§ Work required
Below are entries. Pull out all lines containing "identifiers".

§ Exercise input
========

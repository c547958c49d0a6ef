//! Constants for rendering accordions.
//!
//! Class and attribute names follow the Bootstrap 4 collapse/card markup
//! the taxonomy checklist is styled with.

/// Default prefix of header identifiers, prepended to the node id
pub const DEFAULT_HEADER_PREFIX: &str = "base-";

/// Default id of the element holding the flat checklist
pub const DEFAULT_MOUNT_ID: &str = "id_rapidwords";

// Classes
pub(crate) const CLASS_ACCORDION: &str = "accordion";
pub(crate) const CLASS_GROUP: &str = "card";
pub(crate) const CLASS_HEADER: &str = "card-header";
pub(crate) const CLASS_CHECK: &str = "form-check";
pub(crate) const CLASS_CHECK_INPUT: &str = "form-check-input";
pub(crate) const CLASS_CHECK_LABEL: &str = "form-check-label";
pub(crate) const CLASS_COLLAPSE: &str = "collapse";
pub(crate) const CLASS_SHOW: &str = "show";

// Attributes
pub(crate) const ATTR_ID: &str = "id";
pub(crate) const ATTR_CLASS: &str = "class";
pub(crate) const ATTR_DATA_TOGGLE: &str = "data-toggle";
pub(crate) const ATTR_DATA_TARGET: &str = "data-target";
pub(crate) const ATTR_DATA_PARENT: &str = "data-parent";
pub(crate) const ATTR_ARIA_EXPANDED: &str = "aria-expanded";
pub(crate) const ATTR_ARIA_CONTROLS: &str = "aria-controls";
pub(crate) const ATTR_ARIA_LABELLEDBY: &str = "aria-labelledby";

// Tags
pub(crate) const TAG_DIV: &str = "div";
pub(crate) const TAG_LABEL: &str = "label";
pub(crate) const TAG_INPUT: &str = "input";

/// Elements serialized without end tag
pub(crate) const VOID_ELEMENTS: &[&str] = &[
    "area", "base", "br", "col", "embed", "hr", "img", "input", "link", "meta", "source", "track", "wbr",
];
//! Settings for building accordions.

use crate::model::DEFAULT_ID_PREFIX;
use crate::render::defs::DEFAULT_HEADER_PREFIX;

/// Configuration of a render pass.
///
/// Defaults reproduce the RapidWords checklist ids: nodes `rw-3-2-1`,
/// headers `base-rw-3-2-1`, all groups collapsed.
///
/// # Example
/// ```
/// use labeltree::render::RenderConfig;
///
/// let config = RenderConfig::default()
///     .with_id_prefix("sd-")
///     .with_expanded(true);
/// assert_eq!(config.header_id("sd-1-2"), "base-sd-1-2");
/// ```
#[derive(Debug, Clone, PartialEq, Eq)]
pub struct RenderConfig {
    id_prefix: String,
    header_prefix: String,
    expanded: bool,
}

impl Default for RenderConfig {
    fn default() -> Self {
        RenderConfig {
            id_prefix: DEFAULT_ID_PREFIX.to_string(),
            header_prefix: DEFAULT_HEADER_PREFIX.to_string(),
            expanded: false,
        }
    }
}

impl RenderConfig {
    /// Sets the prefix of node identifiers used when the tree is built
    /// during [rebuild](crate::render::rebuild).
    pub fn with_id_prefix(mut self, prefix: impl Into<String>) -> Self {
        self.id_prefix = prefix.into();
        self
    }

    /// Sets the prefix prepended to a node id to form its header id.
    pub fn with_header_prefix(mut self, prefix: impl Into<String>) -> Self {
        self.header_prefix = prefix.into();
        self
    }

    /// Sets whether groups start out expanded.
    pub fn with_expanded(mut self, expanded: bool) -> Self {
        self.expanded = expanded;
        self
    }

    pub fn id_prefix(&self) -> &str {
        &self.id_prefix
    }

    pub fn header_prefix(&self) -> &str {
        &self.header_prefix
    }

    pub fn expanded(&self) -> bool {
        self.expanded
    }

    /// Returns the header id for a node id.
    pub fn header_id(&self, node_id: &str) -> String {
        format!("{}{}", self.header_prefix, node_id)
    }
}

========

§ Solution to this task
/// Default prefix of header identifiers, prepended to the node id
    /// Sets the prefix of node identifiers used when the tree is built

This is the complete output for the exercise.